---------- Input records
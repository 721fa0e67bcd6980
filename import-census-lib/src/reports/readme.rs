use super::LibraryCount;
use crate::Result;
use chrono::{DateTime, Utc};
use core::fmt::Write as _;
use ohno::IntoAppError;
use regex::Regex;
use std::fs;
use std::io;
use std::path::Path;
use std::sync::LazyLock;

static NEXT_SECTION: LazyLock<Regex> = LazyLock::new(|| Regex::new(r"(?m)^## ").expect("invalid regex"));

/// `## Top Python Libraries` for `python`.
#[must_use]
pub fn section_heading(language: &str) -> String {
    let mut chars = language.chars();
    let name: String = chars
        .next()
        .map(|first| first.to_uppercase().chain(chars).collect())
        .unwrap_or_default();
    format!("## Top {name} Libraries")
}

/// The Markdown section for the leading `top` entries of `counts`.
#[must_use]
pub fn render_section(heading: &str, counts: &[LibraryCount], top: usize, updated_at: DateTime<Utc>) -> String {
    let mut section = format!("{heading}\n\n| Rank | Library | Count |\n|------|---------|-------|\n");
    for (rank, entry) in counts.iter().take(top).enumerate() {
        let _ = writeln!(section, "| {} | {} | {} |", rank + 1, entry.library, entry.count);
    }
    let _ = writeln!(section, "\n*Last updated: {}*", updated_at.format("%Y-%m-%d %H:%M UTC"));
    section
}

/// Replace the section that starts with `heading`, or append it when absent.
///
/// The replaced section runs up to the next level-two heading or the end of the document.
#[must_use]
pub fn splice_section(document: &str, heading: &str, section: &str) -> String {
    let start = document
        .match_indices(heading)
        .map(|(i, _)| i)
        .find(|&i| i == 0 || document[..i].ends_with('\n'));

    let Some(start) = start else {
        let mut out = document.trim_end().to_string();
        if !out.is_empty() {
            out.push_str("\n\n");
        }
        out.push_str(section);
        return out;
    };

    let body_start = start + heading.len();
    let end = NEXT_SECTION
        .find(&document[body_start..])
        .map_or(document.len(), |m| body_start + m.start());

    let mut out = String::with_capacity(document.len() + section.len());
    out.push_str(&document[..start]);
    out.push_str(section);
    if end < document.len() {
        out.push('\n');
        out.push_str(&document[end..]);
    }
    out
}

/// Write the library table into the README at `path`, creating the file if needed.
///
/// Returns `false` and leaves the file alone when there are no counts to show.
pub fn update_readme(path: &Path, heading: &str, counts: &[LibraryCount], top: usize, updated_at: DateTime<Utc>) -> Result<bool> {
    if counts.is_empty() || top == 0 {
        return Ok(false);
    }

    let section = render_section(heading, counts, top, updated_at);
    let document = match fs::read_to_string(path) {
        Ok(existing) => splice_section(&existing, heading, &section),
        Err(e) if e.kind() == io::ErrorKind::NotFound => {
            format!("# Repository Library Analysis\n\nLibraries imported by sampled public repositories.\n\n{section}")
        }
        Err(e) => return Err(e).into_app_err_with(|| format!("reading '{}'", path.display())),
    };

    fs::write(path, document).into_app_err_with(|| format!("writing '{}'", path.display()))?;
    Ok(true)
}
--------------------
Please return each line of the data above in which the word "Regex" occurs.

use regex::Regex;
static NEXT_SECTION: LazyLock<Regex> = LazyLock::new(|| Regex::new(r"(?m)^## ").expect("invalid regex"));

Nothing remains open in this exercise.